Os desafios da mobilidade urbana no Brasil
Enviada em 14/09/2017
A predominância do modal rodoviário no Brasil deve-se ao modelo implantado na década de 50 por Jucelino Kubstchek, consagrado pela frase “consagrar é abrir estradas”. Todavia, não se levou em consideração a intensificação do crescimento populacional e o individualismo dos indivíduos, fazendo com que hoje, a mobilidade urbana no Brasil seja precária.

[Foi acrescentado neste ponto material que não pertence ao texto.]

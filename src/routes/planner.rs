// ABOUTME: Workout generation routes for gym and HIIT plans
// ABOUTME: Loads the movement catalog and hands it to the planner crate
//
// Licensed under either of Apache License, Version 2.0 or MIT License at your option.
// Copyright ©2025 Async-IO.org

use std::sync::Arc;

use axum::extract::State;
use axum::http::StatusCode;
use axum::response::{IntoResponse, Response};
use axum::routing::post;
use axum::{Json, Router};
use repforge_core::errors::AppError;
use repforge_planner::{generate_gym_plans, generate_hiit_plans, GymRequest, HiitRequest};
use tracing::info;

use crate::middleware::AuthUser;
use crate::resources::ServerResources;

/// Planner routes implementation
pub struct PlannerRoutes;

impl PlannerRoutes {
    /// Create the gym and HIIT generation routes
    pub fn routes(resources: Arc<ServerResources>) -> Router {
        Router::new()
            .route("/api/planner/gym/", post(Self::handle_gym))
            .route("/api/planner/hiit/", post(Self::handle_hiit))
            .with_state(resources)
    }

    /// Handle POST /api/planner/gym/
    async fn handle_gym(
        State(resources): State<Arc<ServerResources>>,
        auth: AuthUser,
        Json(request): Json<GymRequest>,
    ) -> Result<Response, AppError> {
        if request.body_area.trim().is_empty() {
            return Err(AppError::invalid_input("body_area is required"));
        }
        let catalog = resources.database.movements().list_movements().await?;
        let plans = generate_gym_plans(&catalog, &request, &mut rand::thread_rng());

        info!(
            user_id = auth.user_id,
            body_area = %request.body_area,
            plans = plans.len(),
            "Generated gym plans"
        );
        Ok((StatusCode::OK, Json(plans)).into_response())
    }

    /// Handle POST /api/planner/hiit/
    async fn handle_hiit(
        State(resources): State<Arc<ServerResources>>,
        auth: AuthUser,
        Json(request): Json<HiitRequest>,
    ) -> Result<Response, AppError> {
        let catalog = resources.database.movements().list_movements().await?;
        let plans = generate_hiit_plans(&catalog, &request, &mut rand::thread_rng());

        info!(
            user_id = auth.user_id,
            workout_type = request.workout_type.as_str(),
            plans = plans.len(),
            "Generated HIIT plans"
        );
        Ok((StatusCode::OK, Json(plans)).into_response())
    }
}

Primeiramente vale pontuar que, o Brasil está em um quadro de macrocefalia urbana e associado a isso,se tem a evolução técnico-científica informacional — mostrada na Geografia por Nilton Santos. Com isso, há mais produção de carros, mais gente os adquirindo, e um fluxo automobilístico alarmante nas ruas. Logo, sem a infraestrutura adequada as cidades não são capazes de suprir toda essa exorbitância, fazendo com que não haja mobilidade urbana necessária para o bom funcionamento de uma sociedade que precisa de tanto locomove-se.

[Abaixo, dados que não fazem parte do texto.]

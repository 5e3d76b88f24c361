// ABOUTME: Centralized resource container shared by every route handler and background job
// ABOUTME: Holds the database, the token manager, and the loaded server configuration
//
// Licensed under either of Apache License, Version 2.0 or MIT License at your option.
// Copyright ©2025 Async-IO.org

//! # Server Resources
//!
//! Built once at startup and handed to routers as `Arc<ServerResources>`.

use std::sync::Arc;

use anyhow::Result;

use crate::auth::AuthManager;
use crate::config::ServerConfig;
use crate::database::Database;

/// Centralized resource container for dependency injection
#[derive(Clone, Debug)]
pub struct ServerResources {
    /// Database pool and managers
    pub database: Arc<Database>,
    /// JWT issuing and password hashing
    pub auth: Arc<AuthManager>,
    /// Loaded configuration
    pub config: Arc<ServerConfig>,
}

impl ServerResources {
    /// Assemble resources from already constructed parts
    #[must_use]
    pub fn new(database: Database, auth: AuthManager, config: ServerConfig) -> Self {
        Self {
            database: Arc::new(database),
            auth: Arc::new(auth),
            config: Arc::new(config),
        }
    }

    /// Open the database and build the token manager from configuration
    ///
    /// # Errors
    ///
    /// Returns an error if the database cannot be opened or migrated
    pub async fn from_config(config: ServerConfig) -> Result<Self> {
        let database = Database::new(&config.database_url).await?;
        let auth = AuthManager::new(config.auth.jwt_secret.as_bytes(), config.auth.jwt_expiry_hours)
            .with_bcrypt_cost(config.auth.bcrypt_cost);
        Ok(Self::new(database, auth, config))
    }
}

É indubitável também que ao começar-se a pensar de maneira mais individualista em detrimento do coletivo, as ruas ficaram mais lotadas de indivíduos disputando seu espaço, concorrendo pela locomoção na cidade. Desse modo os instintos humanos começaram a suplantar a razão como havia desejado o filósofo Nietzsche. De maneira que, todos vão buscando seus próprios interesses de forma egoística e um vai anulando o do outro e todos se anulam mutuamente, fazendo com que se tenha quilômetros de engarrafamento, por mero capricho humano.

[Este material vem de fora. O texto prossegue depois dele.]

// ABOUTME: CORS middleware configuration for HTTP API endpoints
// ABOUTME: Builds the tower-http CORS layer from the configured origin list
//
// Licensed under either of Apache License, Version 2.0 or MIT License at your option.
// Copyright ©2025 Async-IO.org

use http::header::{ACCEPT, AUTHORIZATION, CONTENT_TYPE, ORIGIN};
use http::{header::HeaderName, HeaderValue, Method};
use tower_http::cors::{AllowOrigin, CorsLayer};
use tracing::warn;

use crate::config::HttpConfig;

/// Configure CORS for the mobile and web clients
///
/// An empty list or a `*` entry allows any origin. Otherwise each entry must
/// be a valid header value; unparseable entries are skipped with a warning.
///
/// ```bash
/// export CORS_ALLOWED_ORIGINS="https://app.example.com,https://admin.example.com"
/// ```
#[must_use]
pub fn setup_cors(config: &HttpConfig) -> CorsLayer {
    let allow_any = config.cors_allowed_origins.is_empty()
        || config.cors_allowed_origins.iter().any(|origin| origin == "*");

    let allow_origin = if allow_any {
        AllowOrigin::any()
    } else {
        let origins: Vec<HeaderValue> = config
            .cors_allowed_origins
            .iter()
            .filter_map(|origin| {
                HeaderValue::from_str(origin.trim())
                    .map_err(|e| warn!(%origin, "Ignoring invalid CORS origin: {e}"))
                    .ok()
            })
            .collect();

        if origins.is_empty() {
            AllowOrigin::any()
        } else {
            AllowOrigin::list(origins)
        }
    };

    CorsLayer::new()
        .allow_origin(allow_origin)
        .allow_headers([
            CONTENT_TYPE,
            AUTHORIZATION,
            ACCEPT,
            ORIGIN,
            HeaderName::from_static("x-requested-with"),
            HeaderName::from_static("x-request-id"),
        ])
        .allow_methods([
            Method::GET,
            Method::POST,
            Method::PUT,
            Method::PATCH,
            Method::DELETE,
            Method::OPTIONS,
        ])
        .expose_headers([HeaderName::from_static("x-request-id")])
}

Entende-se, diante do exposto, a real necessidade de ações governamentais que garantam a mobilidade urbana.Como a melhoria do transporte público, tornando-o mais confortável e seguro, bem como adoção do Passe Livre, medida que visa a gratuidade dos mesmo, esses feitos podem ser realizados pelo Ministério das Cidades. Associado a isso, a mídia como uma grande influenciadora social, deve investir em campanhas que visem conscientizar as pessoas a optarem pelo coletivo,.